Tout cela pour une idée, plus exactement pour avoir le droit de démarrer une collaboration, ou encore avoir la chance d’être publié ou affiché, pour gagner des honoraires que l’on espère immenses ! Quelle grandeur ! Quelle dérision ! »
[12]
Avant même de rencontrer son client potentiel, l’agence liste les premières tâches. Elle collecte des informations sur le contexte : qui est l’annonceur, comment se présente le marché, que peut-on dire sur le produit et ses consommateurs... Ce travail d’enquête et d’analyse permet de mieux comprendre le contexte dans lequel s’inscrit la demande du commanditaire. Le but est de poser le problème de communication susceptible d’être résolu par la publicité. A titre d’exemple, pour Havas et Maison du Café, le problème était facile à poser mais difficile à résoudre : quelle idée créative pouvait faire décoller la marque et lui faire rattraper Jacques Vabre, marque leader sur le marché ?
Lors de la première rencontre, tout le personnel de l’agence écoute. L’annonceur a rédigé un « briefing » (le premier d’une longue série !). Cela permet de formuler la demande et le point de vue unifié de tout le management de l’annonceur, de son Président au chef de produit qui gère la marque. C’est aussi l’occasion de fixer des délais et un budget raisonnables. Une fois l’exposé terminé, les discussions vont bon train : elles ont pour but de mieux cerner la demande de l’annonceur. L’agence complètera sa compréhension du problème par ses propres études et recherches afin d’établir un brief approfondi. Véritable cahier des charges, ce document de 5 à 6 pages dactylographiées sert de « bible » à toutes les équipes, bible qui peut être amendée. Son rédaction n’a rien de définitif : au fil des rencontres et des relectures, les recommandations de l’agence à l’annonceur ne cessent de s’affiner et le brief porte la trace de cette évolution.
L’agence prépare ensuite la stratégie marketing et la stratégie de communication.
De la stratégie à la création
Quand le problème de communication est compris et analysé, l’agence sélectionne une ou plusieurs équipe de créatifs (C’est souvent le cas dans les grosses agences, où le principe d’émulation vaut comme règle absolue). Le concepteur-rédacteur et le directeur artistique entrent en scène. C’est devenu une habitude de les faire travailler en tandem, comme si message écrit et message visuel avaient besoin de ce jeu de miroir pour se développer.

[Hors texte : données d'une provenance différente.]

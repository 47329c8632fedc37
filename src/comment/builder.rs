//! Build [`Comment`] trees from raw nested records.

use serde_yaml::{Mapping, Value};

use super::{Comment, INVALID_BODY, Vote};
use crate::config::DEFAULT_MAX_DEPTH;
use crate::markdown;
use crate::snapshot;
use crate::user::AuthorRegistry;

/// Top-level comments and the number of nodes at every depth.
#[derive(Debug, Clone, Default, PartialEq)]
pub struct CommentTree {
    pub comments: Vec<Comment>,
    pub count: usize,
}

/// Turns raw comment records into a tree, resolving authors on the way.
#[derive(Debug, Clone)]
pub struct CommentTreeBuilder<'a> {
    registry: &'a AuthorRegistry,
    max_depth: usize,
}

impl<'a> CommentTreeBuilder<'a> {
    pub fn new(registry: &'a AuthorRegistry) -> Self {
        Self {
            registry,
            max_depth: DEFAULT_MAX_DEPTH,
        }
    }

    /// Deepest level turned into [`Comment`]s; top-level comments are
    /// level 1. Anything below is only counted.
    pub fn max_depth(mut self, max_depth: usize) -> Self {
        self.max_depth = max_depth.max(1);
        self
    }

    /// Build a comment list. Entries that are not mappings are skipped.
    pub fn build(&self, records: &[Value]) -> CommentTree {
        let mut count = 0;
        let comments = self.build_level(records, 1, &mut count);

        tracing::debug!(count, "comment tree built");
        CommentTree { comments, count }
    }

    fn build_level(
        &self,
        records: &[Value],
        depth: usize,
        count: &mut usize,
    ) -> Vec<Comment> {
        let mut comments = Vec::with_capacity(records.len());

        for record in records.iter().filter_map(Value::as_mapping) {
            *count += 1;

            let children = snapshot::list(record, "comments");
            let (replies, hidden_replies) = if depth < self.max_depth {
                (self.build_level(children, depth + 1, count), 0)
            } else {
                let hidden = count_records(children);
                if hidden > 0 {
                    tracing::debug!(depth, hidden, "replies below depth limit");
                }
                *count += hidden;
                (Vec::new(), hidden)
            };

            comments.push(self.comment(record, replies, hidden_replies));
        }

        comments
    }

    fn comment(
        &self,
        record: &Mapping,
        replies: Vec<Comment>,
        hidden_replies: usize,
    ) -> Comment {
        // Only non-empty text is a body; numbers, booleans and null are not.
        let body = record
            .get("body")
            .and_then(Value::as_str)
            .filter(|body| !body.is_empty());

        // A comment without text never keeps its author.
        let (author, body_html) = match body {
            Some(body) => (
                self.registry
                    .author_of(snapshot::string(record, "author_id").as_deref()),
                markdown::to_html(body),
            ),
            None => (self.registry.deleted(), INVALID_BODY.to_owned()),
        };

        Comment {
            body_html,
            author,
            is_moderator: snapshot::flag(record, "is_moderator"),
            current_user_vote: Vote::parse(record.get("current_user_vote")),
            replies,
            hidden_replies,
        }
    }
}

/// Count comment records at every depth without recursing.
fn count_records(records: &[Value]) -> usize {
    let mut stack = vec![records];
    let mut count = 0;

    while let Some(level) = stack.pop() {
        for record in level.iter().filter_map(Value::as_mapping) {
            count += 1;
            stack.push(snapshot::list(record, "comments"));
        }
    }

    count
}

#[cfg(test)]
mod tests {
    use super::*;
    use crate::user::DELETED;

    fn registry() -> AuthorRegistry {
        let raw: Mapping =
            serde_yaml::from_str("alice: {}\nbob: {}\ncarol: {}\n").unwrap();
        AuthorRegistry::build(&raw, Some("alice"))
    }

    fn records(yaml: &str) -> Vec<Value> {
        serde_yaml::from_str(yaml).unwrap()
    }

    /// Nodes in a subtree, hidden replies included.
    fn size(comment: &Comment) -> usize {
        1 + comment.hidden_replies + comment.replies.iter().map(size).sum::<usize>()
    }

    fn bodies(comments: &[Comment]) -> Vec<String> {
        comments.iter().map(|c| c.body_html.clone()).collect()
    }

    #[test]
    fn test_count_matches_tree_size() {
        let registry = registry();
        let cases = [
            "[]",
            "- {author_id: alice, body: a}",
            "- {author_id: alice, body: a, comments: [{body: b}, {body: c}]}\n- {body: d}",
            "- body: a\n  comments:\n    - body: b\n      comments:\n        - body: c\n          comments:\n            - body: d\n- body: e\n",
        ];

        for (case, expected) in cases.iter().zip([0, 1, 4, 5]) {
            let tree = CommentTreeBuilder::new(&registry).build(&records(case));
            assert_eq!(tree.count, expected, "{case}");
            assert_eq!(
                tree.count,
                tree.comments.iter().map(size).sum::<usize>()
            );
        }
    }

    #[test]
    fn test_empty_body_uses_deleted_author() {
        let registry = registry();
        let tree = CommentTreeBuilder::new(&registry).build(&records(
            "- {author_id: alice, body: ''}\n- {author_id: bob}\n- {author_id: carol, body: ~}\n",
        ));

        assert_eq!(tree.count, 3);
        for comment in &tree.comments {
            assert_eq!(comment.author.username, DELETED);
            assert_eq!(comment.body_html, INVALID_BODY);
        }
    }

    #[test]
    fn test_author_resolution() {
        let registry = registry();
        let tree = CommentTreeBuilder::new(&registry).build(&records(
            "- {author_id: alice, body: op}\n- {author_id: stranger, body: who}\n- {body: anon}\n",
        ));

        assert_eq!(tree.comments[0].author.username, "alice");
        assert!(tree.comments[0].author.is_original_poster);
        assert_eq!(tree.comments[1].author.username, DELETED);
        assert_eq!(tree.comments[2].author.username, DELETED);
    }

    #[test]
    fn test_reply_order_preserved() {
        let registry = registry();
        let tree = CommentTreeBuilder::new(&registry).build(&records(
            "- body: first\n  comments:\n    - body: x\n    - body: y\n    - body: z\n- body: second\n",
        ));

        assert_eq!(
            bodies(&tree.comments),
            ["<p>first</p>\n", "<p>second</p>\n"]
        );
        assert_eq!(
            bodies(&tree.comments[0].replies),
            ["<p>x</p>\n", "<p>y</p>\n", "<p>z</p>\n"]
        );
    }

    #[test]
    fn test_malformed_children() {
        let registry = registry();
        let tree = CommentTreeBuilder::new(&registry).build(&records(
            "- {body: a, comments: not-a-list}\n- {body: b, comments: {x: 1}}\n- just a string\n- 42\n",
        ));

        assert_eq!(tree.count, 2);
        assert!(tree.comments.iter().all(|c| c.replies.is_empty()));
    }

    #[test]
    fn test_flags() {
        let registry = registry();
        let tree = CommentTreeBuilder::new(&registry).build(&records(
            "- {body: a, is_moderator: true, current_user_vote: up}\n- {body: b, is_moderator: 'no', current_user_vote: false}\n",
        ));

        assert!(tree.comments[0].is_moderator);
        assert_eq!(tree.comments[0].current_user_vote, Vote::Up);
        assert!(!tree.comments[1].is_moderator);
        assert_eq!(tree.comments[1].current_user_vote, Vote::Down);
    }

    #[test]
    fn test_depth_limit_counts_hidden_replies() {
        let registry = registry();
        let chain = "- body: '1'\n  comments:\n    - body: '2'\n      comments:\n        - body: '3'\n          comments:\n            - body: '4'\n            - body: '5'\n";
        let tree = CommentTreeBuilder::new(&registry)
            .max_depth(2)
            .build(&records(chain));

        assert_eq!(tree.count, 5);
        let second = &tree.comments[0].replies[0];
        assert!(second.replies.is_empty());
        assert_eq!(second.hidden_replies, 3);
    }

    #[test]
    fn test_count_records() {
        let raw = records("- comments: [{}, {comments: [{}]}]\n- {}\n- nope\n");
        assert_eq!(count_records(&raw), 5);
    }

    #[test]
    fn test_non_text_body_is_invalid() {
        let registry = registry();
        let tree = CommentTreeBuilder::new(&registry).build(&records(
            concat!(
                "- {author_id: alice, body: false}\n",
                "- {author_id: alice, body: 0}\n",
                "- {author_id: alice, body: [a]}\n",
                "- {author_id: alice, body: '0'}\n",
            ),
        ));

        for comment in &tree.comments[..3] {
            assert!(comment.author.is_deleted());
            assert_eq!(comment.body_html, INVALID_BODY);
        }
        assert_eq!(tree.comments[3].author.username, "alice");
        assert_eq!(tree.comments[3].body_html, "<p>0</p>\n");
    }
}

Pour guider les créatifs dans leur démarche, on met à leur disposition un P.T.C (Plan de Travail Créatif [13] ). Il s’agit d’un document synthétique résumant ce que le message publicitaire veut communiquer et reprenant les éléments essentiels du brief. La plupart des agences utilise le modèle formalisé par Young and Rubicam, à l’inchangeable structure. Fait principal, présenté comme un diagnostic clair et dense, problème à résoudre, objectif de la publicité, stratégie créative (cible, concurrents, promesse [14] , supports [15] ), instructions et contraintes éventuelles (par exemple : respect de la loi, reprise obligatoire d’un logo) : telles sont les cinq incontournables rubriques qui balisent les sentiers de la création. Tandis que les deux créatifs élaborent les premiers scénarii, sont montés le plan média général, les programmes de promotion, le planning des relations publiques. Après environ huit semaines d’intense activité, toutes les données sont croisées et peut avoir lieu la première présentation, en grandes pompes, devant l’Etat Major de l’annonceur.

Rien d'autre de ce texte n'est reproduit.